Not only did Brian preach about contributing to the community, but he actually did it. One of the many volunteer positions that Brian held was with the YMCA, both in Cambridge and on the national Board. He was very committed with the organization. His dedication manifested itself in noisy dance performances at any event that had the audacity to play the composition “YMCA” by the Village People. It was not for his dancing that he was awarded the Queen’s Diamond Jubilee Medal in 2012; rather, it was for the significant amount of voluntary work that he had done for the YMCA Canada. In recent years, Brian and Mary have participated in activities such as golf and curling at the Galt Country Club.

Additionally, they have traveled the world together. Canoeing, on the other hand, was Brian’s preferred activity. Brian lived his life with one foot planted in the great outdoors and one eye toward the next canoe trip. He was a child drawn to the natural world. During his time on a river, Brian’s spirit flourished in the same way that the currents of the water bring the canoe to life. The excitement of a journey, the companionship of spending time with friends and family in the woods, and the ritual of finishing each day with a scotch and a story by the fire were all things that he cherished. The consummate storyteller, Brian would do anything to elicit a laugh, even if it meant putting himself in a position where he would have to do so. Brian did not leave anything out, possibly because he was aware that his own story will culminate at some point in the future.

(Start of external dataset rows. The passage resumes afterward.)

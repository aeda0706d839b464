use serde::{Deserialize, Serialize};
use uuid::Uuid;
// Use the interfaces crate for core types
pub use interfaces::defs::{
    AdvancedFilterOptions, BooleanOperator, DocumentStatus, InsightCategory, SavedSearch,
    SearchOptions, SearchResult, SourceKind, SourceSelection, UploadedDocument,
};
pub use interfaces::defs::DEFAULT_MAX_RESULTS;

#[derive(Debug, Clone)]
pub struct FetchConfig {
    pub user_agent: String,
    pub timeout_seconds: u64,
    pub max_response_size_mb: usize,
    pub follow_redirects: bool,
    pub max_redirects: usize,
}

impl Default for FetchConfig {
    fn default() -> Self {
        Self {
            user_agent: "Market-Intel/1.0".to_string(),
            timeout_seconds: 30,
            max_response_size_mb: 10,
            follow_redirects: true,
            max_redirects: 5,
        }
    }
}

#[derive(Debug)]
pub struct ParsedFeed {
    pub title: Option<String>,
    pub entries: Vec<ParsedEntry>,
}

#[derive(Debug)]
pub struct ParsedEntry {
    pub guid: Option<String>,
    pub url: String,
    pub title: String,
    pub description: Option<String>,
    pub authors: Vec<String>,
    pub published_at: Option<chrono::DateTime<chrono::Utc>>,
}

/// Outcome of one adapter inside a fan-out search.
#[derive(Debug, Clone, Serialize, Deserialize)]
pub struct SourceOutcome {
    pub source: SourceKind,
    pub records: usize,
    pub error: Option<String>,
}

#[derive(Debug, Clone, Serialize, Deserialize)]
pub struct SearchReport {
    pub results: Vec<SearchResult>,
    pub outcomes: Vec<SourceOutcome>,
}

impl SearchReport {
    pub fn failed_sources(&self) -> Vec<SourceKind> {
        self.outcomes.iter().filter(|o| o.error.is_some()).map(|o| o.source).collect()
    }

    /// True when at least one source ran and every one of them failed.
    pub fn all_failed(&self) -> bool {
        !self.outcomes.is_empty() && self.outcomes.iter().all(|o| o.error.is_some())
    }
}

#[derive(Debug, thiserror::Error)]
pub enum AggregatorError {
    #[error("HTTP error: {0}")]
    Http(#[from] reqwest::Error),

    #[error("HTTP {status} from {url}")]
    HttpStatus { status: u16, url: String },

    #[error("Parse error: {0}")]
    Parse(String),

    #[error("Database error: {0}")]
    Database(#[from] sqlx::Error),

    #[error("Invalid query: {0}")]
    InvalidQuery(String),

    #[error("{source_name} is not configured: {reason}")]
    NotConfigured { source_name: String, reason: String },

    #[error("Saved search not found: {id}")]
    SearchNotFound { id: Uuid },

    #[error("Document not found: {id}")]
    DocumentNotFound { id: Uuid },

    #[error("Unsupported document type: {mime_type}")]
    UnsupportedDocument { mime_type: String },

    #[error("Response size exceeds limit: {size_mb}MB")]
    ResponseTooLarge { size_mb: usize },

    #[error("AI rate limit exceeded")]
    AiRateLimited,

    #[error("AI quota exceeded")]
    AiQuotaExceeded,

    #[error("AI analysis failed: {0}")]
    AiFailed(String),

    #[error("IO error: {0}")]
    Io(#[from] std::io::Error),

    #[error("CSV error: {0}")]
    Csv(#[from] csv::Error),

    #[error("Serialization error: {0}")]
    Serialization(#[from] serde_json::Error),

    #[error("General error: {0}")]
    General(String),
}

impl AggregatorError {
    /// Text shown to the user when an AI call fails.
    pub fn user_message(&self) -> String {
        match self {
            AggregatorError::AiRateLimited => {
                "Rate limit exceeded. Please wait a moment and try again.".to_string()
            }
            AggregatorError::AiQuotaExceeded => {
                "AI credits exhausted. Please add credits to your workspace to continue.".to_string()
            }
            AggregatorError::AiFailed(_) => "Analysis failed. Please try again.".to_string(),
            other => other.to_string(),
        }
    }
}

pub type Result<T> = std::result::Result<T, AggregatorError>;
mod common;

use common::{init_tracing, json_mock, providers_for, test_fetcher};
use market_aggregator::sources::{ClinicalTrialsSource, NewsSource, PatentSource, PreprintSource};
use market_aggregator::{AggregatorError, ProviderConfig, SourceAdapter, SourceKind};
use mockito::{Matcher, Server};
use serde_json::json;

const ARXIV_FEED: &str = r#"<?xml version="1.0" encoding="UTF-8"?>
<feed xmlns="http://www.w3.org/2005/Atom">
  <title>ArXiv Query: search_query=all:hydrogen</title>
  <id>http://arxiv.org/api/abc</id>
  <updated>2024-02-01T00:00:00-05:00</updated>
  <entry>
    <id>http://arxiv.org/abs/2401.01234v1</id>
    <updated>2024-01-05T18:00:00Z</updated>
    <published>2024-01-04T18:00:00Z</published>
    <title>Solid-state hydrogen
      storage in MOFs</title>
    <summary>  We report a framework
      with record uptake. </summary>
    <author><name>Ada Lovelace</name></author>
    <author><name>Alan Turing</name></author>
    <link href="http://arxiv.org/abs/2401.01234v1" rel="alternate" type="text/html"/>
    <link title="pdf" href="http://arxiv.org/pdf/2401.01234v1" rel="related" type="application/pdf"/>
  </entry>
</feed>"#;

const NEWS_FEED: &str = r##"<?xml version="1.0" encoding="UTF-8"?>
<rss version="2.0">
  <channel>
    <title>"hydrogen storage" - Google News</title>
    <link>https://news.google.com</link>
    <description>Google News</description>
    <item>
      <title>Acme and Beta form hydrogen partnership - Reuters</title>
      <link>https://www.reuters.com/business/acme-beta</link>
      <guid isPermaLink="false">CBMiZGh0</guid>
      <pubDate>Mon, 03 Jun 2024 08:00:00 GMT</pubDate>
      <description>&lt;a href="https://www.reuters.com/business/acme-beta"&gt;Acme and Beta form hydrogen partnership&lt;/a&gt;&amp;nbsp;&lt;font color="#6f6f6f"&gt;Reuters&lt;/font&gt;</description>
    </item>
  </channel>
</rss>"##;

#[tokio::test]
async fn clinical_trials_maps_studies() {
    init_tracing();

    let mut server = Server::new_async().await;
    let mock = server
        .mock("GET", "/ctgov/studies")
        .match_query(Matcher::AllOf(vec![
            Matcher::UrlEncoded("query.term".into(), "hydrogen".into()),
            Matcher::UrlEncoded("pageSize".into(), "5".into()),
            Matcher::UrlEncoded("format".into(), "json".into()),
        ]))
        .with_status(200)
        .with_header("content-type", "application/json")
        .with_body(
            json!({
                "studies": [
                    {
                        "protocolSection": {
                            "identificationModule": {"nctId": "NCT05550001", "briefTitle": "Hydrogen water and fatigue"},
                            "statusModule": {"overallStatus": "COMPLETED", "startDateStruct": {"date": "2022-09-15"}},
                            "designModule": {"phases": ["NA"], "enrollmentInfo": {"count": 40}}
                        }
                    },
                    {"protocolSection": {"identificationModule": {}}}
                ]
            })
            .to_string(),
        )
        .create_async()
        .await;

    let source = ClinicalTrialsSource::new(test_fetcher(), &providers_for(&server));
    let results = source.search("hydrogen", 5).await.unwrap();
    mock.assert_async().await;

    assert_eq!(results.len(), 1);
    let trial = &results[0];
    assert_eq!(trial.source, SourceKind::Clinical);
    assert_eq!(trial.id, "NCT05550001");
    assert_eq!(trial.status.as_deref(), Some("Completed"));
    assert_eq!(trial.enrollment.as_deref(), Some("40"));
    assert_eq!(trial.date.as_deref(), Some("2022-09-15"));
}

#[tokio::test]
async fn clinical_trials_surfaces_http_errors() {
    init_tracing();

    let mut server = Server::new_async().await;
    json_mock(&mut server, "GET", "/ctgov/studies", 503, &json!({"error": "down"})).await;

    let source = ClinicalTrialsSource::new(test_fetcher(), &providers_for(&server));
    let err = source.search("hydrogen", 5).await.unwrap_err();
    assert!(matches!(err, AggregatorError::HttpStatus { status: 503, .. }));
}

#[tokio::test]
async fn arxiv_entries_become_preprints() {
    init_tracing();

    let mut server = Server::new_async().await;
    let mock = server
        .mock("GET", "/arxiv/query")
        .match_query(Matcher::AllOf(vec![
            Matcher::UrlEncoded("search_query".into(), "all:hydrogen AND all:storage".into()),
            Matcher::UrlEncoded("max_results".into(), "3".into()),
        ]))
        .with_status(200)
        .with_header("content-type", "application/atom+xml")
        .with_body(ARXIV_FEED)
        .create_async()
        .await;

    let source = PreprintSource::new(test_fetcher(), &providers_for(&server));
    let results = source.search("hydrogen storage", 3).await.unwrap();
    mock.assert_async().await;

    assert_eq!(results.len(), 1);
    let paper = &results[0];
    assert_eq!(paper.source, SourceKind::Preprint);
    assert_eq!(paper.id, "2401.01234v1");
    assert_eq!(paper.title, "Solid-state hydrogen storage in MOFs");
    assert_eq!(paper.abstract_text.as_deref(), Some("We report a framework with record uptake."));
    assert_eq!(paper.authors.as_deref(), Some("Ada Lovelace, Alan Turing"));
    assert_eq!(paper.date.as_deref(), Some("2024-01-04"));
    assert_eq!(paper.url, "http://arxiv.org/abs/2401.01234v1");
}

#[tokio::test]
async fn news_items_are_cleaned() {
    init_tracing();

    let mut server = Server::new_async().await;
    server
        .mock("GET", "/news/rss")
        .match_query(Matcher::UrlEncoded("q".into(), "hydrogen storage".into()))
        .with_status(200)
        .with_header("content-type", "application/rss+xml")
        .with_body(NEWS_FEED)
        .create_async()
        .await;

    let source = NewsSource::new(test_fetcher(), &providers_for(&server));
    let results = source.search("hydrogen storage", 10).await.unwrap();

    assert_eq!(results.len(), 1);
    let item = &results[0];
    assert_eq!(item.source, SourceKind::News);
    assert_eq!(item.title, "Acme and Beta form hydrogen partnership - Reuters");
    assert_eq!(
        item.abstract_text.as_deref(),
        Some("Acme and Beta form hydrogen partnership Reuters")
    );
    assert_eq!(item.date.as_deref(), Some("2024-06-03"));
    assert_eq!(item.authors.as_deref(), Some("www.reuters.com"));
}

#[tokio::test]
async fn news_keeps_items_that_share_a_link() {
    init_tracing();

    let feed = r#"<?xml version="1.0" encoding="UTF-8"?>
<rss version="2.0">
  <channel>
    <title>Google News</title>
    <link>https://news.google.com</link>
    <description>Google News</description>
    <item>
      <title>Acme raises funding</title>
      <link>https://www.example.com/acme</link>
      <guid isPermaLink="false">g-1</guid>
    </item>
    <item>
      <title>Acme closes Series B</title>
      <link>https://www.example.com/acme</link>
      <guid isPermaLink="false">g-2</guid>
    </item>
  </channel>
</rss>"#;

    let mut server = Server::new_async().await;
    server
        .mock("GET", "/news/rss")
        .match_query(Matcher::Any)
        .with_status(200)
        .with_header("content-type", "application/rss+xml")
        .with_body(feed)
        .create_async()
        .await;

    let source = NewsSource::new(test_fetcher(), &providers_for(&server));
    let results = source.search("acme", 10).await.unwrap();

    let titles: Vec<&str> = results.iter().map(|r| r.title.as_str()).collect();
    assert_eq!(titles, vec!["Acme raises funding", "Acme closes Series B"]);
    assert_eq!(results[0].url, results[1].url);
    assert_eq!(results[0].id, "g-1");
    assert_eq!(results[1].id, "g-2");
}

#[tokio::test]
async fn news_rejects_html_pages() {
    init_tracing();

    let mut server = Server::new_async().await;
    server
        .mock("GET", "/news/rss")
        .match_query(Matcher::Any)
        .with_status(200)
        .with_header("content-type", "text/html")
        .with_body("<!DOCTYPE html><html><body>Consent required</body></html>")
        .create_async()
        .await;

    let source = NewsSource::new(test_fetcher(), &providers_for(&server));
    let err = source.search("hydrogen", 10).await.unwrap_err();
    assert!(matches!(err, AggregatorError::Parse(_)));
}

#[tokio::test]
async fn patents_need_credentials() {
    let source = PatentSource::new(test_fetcher(), &ProviderConfig::default());
    let err = source.search("hydrogen", 5).await.unwrap_err();
    assert!(matches!(err, AggregatorError::NotConfigured { .. }));
}

#[tokio::test]
async fn patent_auth_failure_stops_the_search() {
    init_tracing();

    let mut server = Server::new_async().await;
    json_mock(&mut server, "POST", "/epo/auth", 401, &json!({"error": "invalid_client"})).await;
    let search = server
        .mock("GET", "/epo/search")
        .match_query(Matcher::Any)
        .expect(0)
        .create_async()
        .await;

    let source = PatentSource::new(test_fetcher(), &providers_for(&server));
    let err = source.search("hydrogen", 5).await.unwrap_err();

    assert!(matches!(err, AggregatorError::HttpStatus { status: 401, .. }));
    search.assert_async().await;
}
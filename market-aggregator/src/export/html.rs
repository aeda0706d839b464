use crate::charts::ChartData;
use crate::types::SearchResult;
use chrono::{DateTime, Utc};
use html_escape::{encode_double_quoted_attribute, encode_text};

pub struct ReportContext<'a> {
    pub query: &'a str,
    pub results: &'a [SearchResult],
    pub synthesis: Option<&'a str>,
    pub generated_at: DateTime<Utc>,
}

const STYLE: &str = "body{font-family:Helvetica,Arial,sans-serif;margin:32px;color:#1f2933}\
h1{font-size:24px;margin-bottom:4px}\
.meta{color:#616e7c;font-size:13px;margin-bottom:24px}\
.counts{display:flex;flex-wrap:wrap;gap:8px;margin-bottom:24px}\
.count{border:1px solid #cbd2d9;border-radius:4px;padding:6px 10px;font-size:13px}\
.synthesis{white-space:pre-wrap;background:#f5f7fa;padding:16px;border-radius:4px;margin-bottom:24px}\
table{border-collapse:collapse;width:100%;font-size:12px}\
th,td{border:1px solid #cbd2d9;padding:6px;text-align:left;vertical-align:top}\
th{background:#e4e7eb}\
@media print{body{margin:0}.synthesis{background:none}}";

fn result_row(index: usize, r: &SearchResult) -> String {
    let categories = r
        .insight_categories
        .iter()
        .map(|c| c.label())
        .collect::<Vec<_>>()
        .join(", ");
    format!(
        "<tr><td>{}</td><td>{}</td><td><a href=\"{}\">{}</a></td><td>{}</td><td>{}</td><td>{}</td></tr>",
        index,
        encode_text(r.source.display_name()),
        encode_double_quoted_attribute(&r.url),
        encode_text(&r.title),
        encode_text(r.authors.as_deref().unwrap_or("")),
        encode_text(r.date.as_deref().unwrap_or("")),
        encode_text(&categories),
    )
}

/// Standalone printable report. Every interpolated value is escaped.
pub fn to_html_report(context: &ReportContext<'_>) -> String {
    let chart = ChartData::from_results(context.results);
    let query = encode_text(context.query);

    let counts = chart
        .by_category
        .iter()
        .map(|(category, count)| {
            format!(
                "<div class=\"count\">{}: <strong>{}</strong></div>",
                encode_text(category.label()),
                count
            )
        })
        .collect::<Vec<_>>()
        .join("");

    let synthesis = context
        .synthesis
        .map(|text| {
            format!(
                "<h2>AI Synthesis</h2>\n<div class=\"synthesis\">{}</div>\n",
                encode_text(text)
            )
        })
        .unwrap_or_default();

    let rows = context
        .results
        .iter()
        .enumerate()
        .map(|(i, r)| result_row(i + 1, r))
        .collect::<Vec<_>>()
        .join("\n");

    format!(
        "<!DOCTYPE html>\n<html lang=\"en\">\n<head>\n<meta charset=\"utf-8\">\n\
<title>Market Intelligence Report: {query}</title>\n<style>{style}</style>\n</head>\n<body>\n\
<h1>Market Intelligence Report</h1>\n\
<div class=\"meta\">Query: <strong>{query}</strong> | Generated {generated} | {total} results</div>\n\
<div class=\"counts\">{counts}</div>\n\
{synthesis}\
<h2>Results</h2>\n\
<table>\n<thead><tr><th>#</th><th>Source</th><th>Title</th><th>Authors</th><th>Date</th><th>Categories</th></tr></thead>\n\
<tbody>\n{rows}\n</tbody>\n</table>\n</body>\n</html>\n",
        query = query,
        style = STYLE,
        generated = context.generated_at.format("%Y-%m-%d %H:%M UTC"),
        total = chart.total,
        counts = counts,
        synthesis = synthesis,
        rows = rows,
    )
}
use crate::types::FetchConfig;
use std::env;
use std::path::PathBuf;

pub const SEMANTIC_SCHOLAR_URL: &str = "https://api.semanticscholar.org/graph/v1/paper/search";
pub const OPENALEX_URL: &str = "https://api.openalex.org/works";
pub const CROSSREF_URL: &str = "https://api.crossref.org/works";
pub const EPO_AUTH_URL: &str = "https://ops.epo.org/3.2/auth/accesstoken";
pub const EPO_SEARCH_URL: &str = "https://ops.epo.org/3.2/rest-services/published-data/search/biblio";
pub const CLINICAL_TRIALS_URL: &str = "https://clinicaltrials.gov/api/v2/studies";
pub const ARXIV_URL: &str = "https://export.arxiv.org/api/query";
pub const NEWS_URL: &str = "https://news.google.com/rss/search";
pub const AI_GATEWAY_URL: &str = "https://api.openai.com/v1/chat/completions";
pub const AI_MODEL: &str = "gpt-4o-mini";

/// Endpoints and credentials for the external data providers.
#[derive(Debug, Clone)]
pub struct ProviderConfig {
    pub semantic_scholar_url: String,
    pub semantic_scholar_api_key: Option<String>,
    pub openalex_url: String,
    pub crossref_url: String,
    pub contact_email: Option<String>,
    pub epo_auth_url: String,
    pub epo_search_url: String,
    pub epo_consumer_key: Option<String>,
    pub epo_consumer_secret: Option<String>,
    pub clinical_trials_url: String,
    pub arxiv_url: String,
    pub news_url: String,
}

impl Default for ProviderConfig {
    fn default() -> Self {
        Self {
            semantic_scholar_url: SEMANTIC_SCHOLAR_URL.to_string(),
            semantic_scholar_api_key: None,
            openalex_url: OPENALEX_URL.to_string(),
            crossref_url: CROSSREF_URL.to_string(),
            contact_email: None,
            epo_auth_url: EPO_AUTH_URL.to_string(),
            epo_search_url: EPO_SEARCH_URL.to_string(),
            epo_consumer_key: None,
            epo_consumer_secret: None,
            clinical_trials_url: CLINICAL_TRIALS_URL.to_string(),
            arxiv_url: ARXIV_URL.to_string(),
            news_url: NEWS_URL.to_string(),
        }
    }
}

#[derive(Debug, Clone)]
pub struct AiConfig {
    pub endpoint: String,
    pub api_key: Option<String>,
    pub model: String,
    pub temperature: f32,
    pub max_tokens: u32,
}

impl Default for AiConfig {
    fn default() -> Self {
        Self {
            endpoint: AI_GATEWAY_URL.to_string(),
            api_key: None,
            model: AI_MODEL.to_string(),
            temperature: 0.7,
            max_tokens: 4000,
        }
    }
}

#[derive(Debug, Clone)]
pub struct AppConfig {
    pub database_url: String,
    pub storage_dir: PathBuf,
    pub fetch: FetchConfig,
    pub providers: ProviderConfig,
    pub ai: AiConfig,
}

impl Default for AppConfig {
    fn default() -> Self {
        Self {
            database_url: "sqlite://market_intel.db?mode=rwc".to_string(),
            storage_dir: PathBuf::from("documents"),
            fetch: FetchConfig::default(),
            providers: ProviderConfig::default(),
            ai: AiConfig::default(),
        }
    }
}

impl AppConfig {
    /// Build the configuration from environment variables, falling back to defaults.
    pub fn from_env() -> Self {
        let defaults = AppConfig::default();

        let mut fetch = defaults.fetch;
        if let Some(seconds) = env_var("HTTP_TIMEOUT_SECONDS").and_then(|v| v.parse().ok()) {
            fetch.timeout_seconds = seconds;
        }
        if let Some(agent) = env_var("HTTP_USER_AGENT") {
            fetch.user_agent = agent;
        }

        let base = defaults.providers;
        let providers = ProviderConfig {
            semantic_scholar_url: env_var("SEMANTIC_SCHOLAR_URL")
                .unwrap_or(base.semantic_scholar_url),
            semantic_scholar_api_key: env_var("SEMANTIC_SCHOLAR_API_KEY"),
            openalex_url: env_var("OPENALEX_URL").unwrap_or(base.openalex_url),
            crossref_url: env_var("CROSSREF_URL").unwrap_or(base.crossref_url),
            contact_email: env_var("CONTACT_EMAIL"),
            epo_auth_url: env_var("EPO_AUTH_URL").unwrap_or(base.epo_auth_url),
            epo_search_url: env_var("EPO_SEARCH_URL").unwrap_or(base.epo_search_url),
            epo_consumer_key: env_var("EPO_CONSUMER_KEY"),
            epo_consumer_secret: env_var("EPO_CONSUMER_SECRET"),
            clinical_trials_url: env_var("CLINICAL_TRIALS_URL").unwrap_or(base.clinical_trials_url),
            arxiv_url: env_var("ARXIV_URL").unwrap_or(base.arxiv_url),
            news_url: env_var("NEWS_URL").unwrap_or(base.news_url),
        };

        let mut ai = defaults.ai;
        if let Some(endpoint) = env_var("AI_GATEWAY_URL") {
            ai.endpoint = endpoint;
        }
        if let Some(model) = env_var("AI_MODEL") {
            ai.model = model;
        }
        ai.api_key = env_var("AI_API_KEY");

        Self {
            database_url: env_var("DATABASE_URL").unwrap_or(defaults.database_url),
            storage_dir: env_var("MARKET_INTEL_STORAGE_DIR")
                .map(PathBuf::from)
                .unwrap_or(defaults.storage_dir),
            fetch,
            providers,
            ai,
        }
    }
}

// Empty values count as unset.
fn env_var(name: &str) -> Option<String> {
    env::var(name).ok().filter(|value| !value.trim().is_empty())
}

When you left Brian’s house, you always made sure to give him a hug and express your gratitude; he would always end a chat by saying, “Love you guys.” The comments that were spoken bring a great deal of solace to Brian’s family at this very moment. Though we shall miss him dearly, we are filled with an amazing sense of gratitude for the opportunity to have known and loved such a beautiful individual. The Galt Country Club, located at 750 Coronation Blvd. in Cambridge, Ontario, will host a memorial service for Brian on April 7, 2024, from three o’clock in the afternoon to six o’clock in the evening. The objective of the YMCA, which is to promote community and well-being for all people, was something that Brian cared greatly about.